ASSIGNMENT - Write out every entry in full. Leave nothing out.

[Extracted data entries]
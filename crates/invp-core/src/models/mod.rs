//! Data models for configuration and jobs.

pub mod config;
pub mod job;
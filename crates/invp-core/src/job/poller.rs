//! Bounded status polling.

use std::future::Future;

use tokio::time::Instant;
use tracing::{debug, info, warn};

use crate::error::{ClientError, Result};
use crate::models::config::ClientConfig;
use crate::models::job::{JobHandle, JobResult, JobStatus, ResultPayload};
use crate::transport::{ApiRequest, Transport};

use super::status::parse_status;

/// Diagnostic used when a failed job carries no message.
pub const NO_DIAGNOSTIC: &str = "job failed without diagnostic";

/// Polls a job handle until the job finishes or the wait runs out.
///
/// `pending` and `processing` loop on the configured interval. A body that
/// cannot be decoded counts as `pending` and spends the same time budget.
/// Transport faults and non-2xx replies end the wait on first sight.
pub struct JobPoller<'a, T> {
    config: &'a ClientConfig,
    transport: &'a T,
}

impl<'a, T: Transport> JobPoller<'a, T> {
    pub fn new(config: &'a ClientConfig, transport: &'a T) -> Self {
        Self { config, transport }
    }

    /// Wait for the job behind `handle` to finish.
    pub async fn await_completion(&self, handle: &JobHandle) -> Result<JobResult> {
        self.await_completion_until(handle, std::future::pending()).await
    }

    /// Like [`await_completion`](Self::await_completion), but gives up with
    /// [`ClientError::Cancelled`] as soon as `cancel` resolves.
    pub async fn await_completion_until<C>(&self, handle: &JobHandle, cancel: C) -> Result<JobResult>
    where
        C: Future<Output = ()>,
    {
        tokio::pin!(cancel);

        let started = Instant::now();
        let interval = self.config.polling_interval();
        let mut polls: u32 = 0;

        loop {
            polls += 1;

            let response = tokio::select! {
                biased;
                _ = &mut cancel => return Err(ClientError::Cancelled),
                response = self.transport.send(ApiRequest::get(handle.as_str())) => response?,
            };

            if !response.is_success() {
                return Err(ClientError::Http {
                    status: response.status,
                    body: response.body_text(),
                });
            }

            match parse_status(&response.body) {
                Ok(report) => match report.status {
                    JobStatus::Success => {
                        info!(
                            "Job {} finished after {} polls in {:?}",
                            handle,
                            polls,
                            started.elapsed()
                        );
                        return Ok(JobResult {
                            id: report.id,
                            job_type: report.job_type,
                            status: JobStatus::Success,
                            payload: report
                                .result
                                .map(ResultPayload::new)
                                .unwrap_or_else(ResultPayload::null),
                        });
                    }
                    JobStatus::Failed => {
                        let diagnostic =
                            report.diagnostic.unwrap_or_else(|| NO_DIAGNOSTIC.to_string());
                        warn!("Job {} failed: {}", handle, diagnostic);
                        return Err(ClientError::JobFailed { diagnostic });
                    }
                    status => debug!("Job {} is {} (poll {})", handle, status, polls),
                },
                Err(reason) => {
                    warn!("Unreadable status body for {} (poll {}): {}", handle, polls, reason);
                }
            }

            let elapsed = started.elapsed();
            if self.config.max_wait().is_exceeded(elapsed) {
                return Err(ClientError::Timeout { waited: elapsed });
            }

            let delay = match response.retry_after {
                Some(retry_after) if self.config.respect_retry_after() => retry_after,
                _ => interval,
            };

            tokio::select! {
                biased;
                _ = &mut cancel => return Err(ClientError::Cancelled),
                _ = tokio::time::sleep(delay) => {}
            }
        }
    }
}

EXERCISE SOLUTION -
filename crates/invp-core/src/models/mod.rs
//! Data models for configuration and jobs.

pub mod config;
pub mod job;
filename crates/invp-core/src/job/poller.rs
//! Bounded status polling.

use std::future::Future;

use tokio::time::Instant;
use tracing::{debug, info, warn};

use crate::error::{ClientError, Result};
use crate::models::config::ClientConfig;
use crate::models::job::{JobHandle, JobResult, JobStatus, ResultPayload};
use crate::transport::{ApiRequest, Transport};

use super::status::parse_status;

/// Diagnostic used when a failed job carries no message.
pub const NO_DIAGNOSTIC: &str = "job failed without diagnostic";

/// Polls a job handle until the job finishes or the wait runs out.
///
/// `pending` and `processing` loop on the configured interval. A body that
/// cannot be decoded counts as `pending` and spends the same time budget.
/// Transport faults and non-2xx replies end the wait on first sight.
pub struct JobPoller<'a, T> {
    config: &'a ClientConfig,
    transport: &'a T,
}

impl<'a, T: Transport> JobPoller<'a, T> {
    pub fn new(config: &'a ClientConfig, transport: &'a T) -> Self {
        Self { config, transport }
    }

    /// Wait for the job behind `handle` to finish.
    pub async fn await_completion(&self, handle: &JobHandle) -> Result<JobResult> {
        self.await_completion_until(handle, std::future::pending()).await
    }

    /// Like [`await_completion`](Self::await_completion), but gives up with
    /// [`ClientError::Cancelled`] as soon as `cancel` resolves.
    pub async fn await_completion_until<C>(&self, handle: &JobHandle, cancel: C) -> Result<JobResult>
    where
        C: Future<Output = ()>,
    {
        tokio::pin!(cancel);

        let started = Instant::now();
        let interval = self.config.polling_interval();
        let mut polls: u32 = 0;

        loop {
            polls += 1;

            let response = tokio::select! {
                biased;
                _ = &mut cancel => return Err(ClientError::Cancelled),
                response = self.transport.send(ApiRequest::get(handle.as_str())) => response?,
            };

            if !response.is_success() {
                return Err(ClientError::Http {
                    status: response.status,
                    body: response.body_text(),
                });
            }

            match parse_status(&response.body) {
                Ok(report) => match report.status {
                    JobStatus::Success => {
                        info!(
                            "Job {} finished after {} polls in {:?}",
                            handle,
                            polls,
                            started.elapsed()
                        );
                        return Ok(JobResult {
                            id: report.id,
                            job_type: report.job_type,
                            status: JobStatus::Success,
                            payload: report
                                .result
                                .map(ResultPayload::new)
                                .unwrap_or_else(ResultPayload::null),
                        });
                    }
                    JobStatus::Failed => {
                        let diagnostic =
                            report.diagnostic.unwrap_or_else(|| NO_DIAGNOSTIC.to_string());
                        warn!("Job {} failed: {}", handle, diagnostic);
                        return Err(ClientError::JobFailed { diagnostic });
                    }
                    status => debug!("Job {} is {} (poll {})", handle, status, polls),
                },
                Err(reason) => {
                    warn!("Unreadable status body for {} (poll {}): {}", handle, polls, reason);
                }
            }

            let elapsed = started.elapsed();
            if self.config.max_wait().is_exceeded(elapsed) {
                return Err(ClientError::Timeout { waited: elapsed });
            }

            let delay = match response.retry_after {
                Some(retry_after) if self.config.respect_retry_after() => retry_after,
                _ => interval,
            };

            tokio::select! {
                biased;
                _ = &mut cancel => return Err(ClientError::Cancelled),
                _ = tokio::time::sleep(delay) => {}
            }
        }
    }
}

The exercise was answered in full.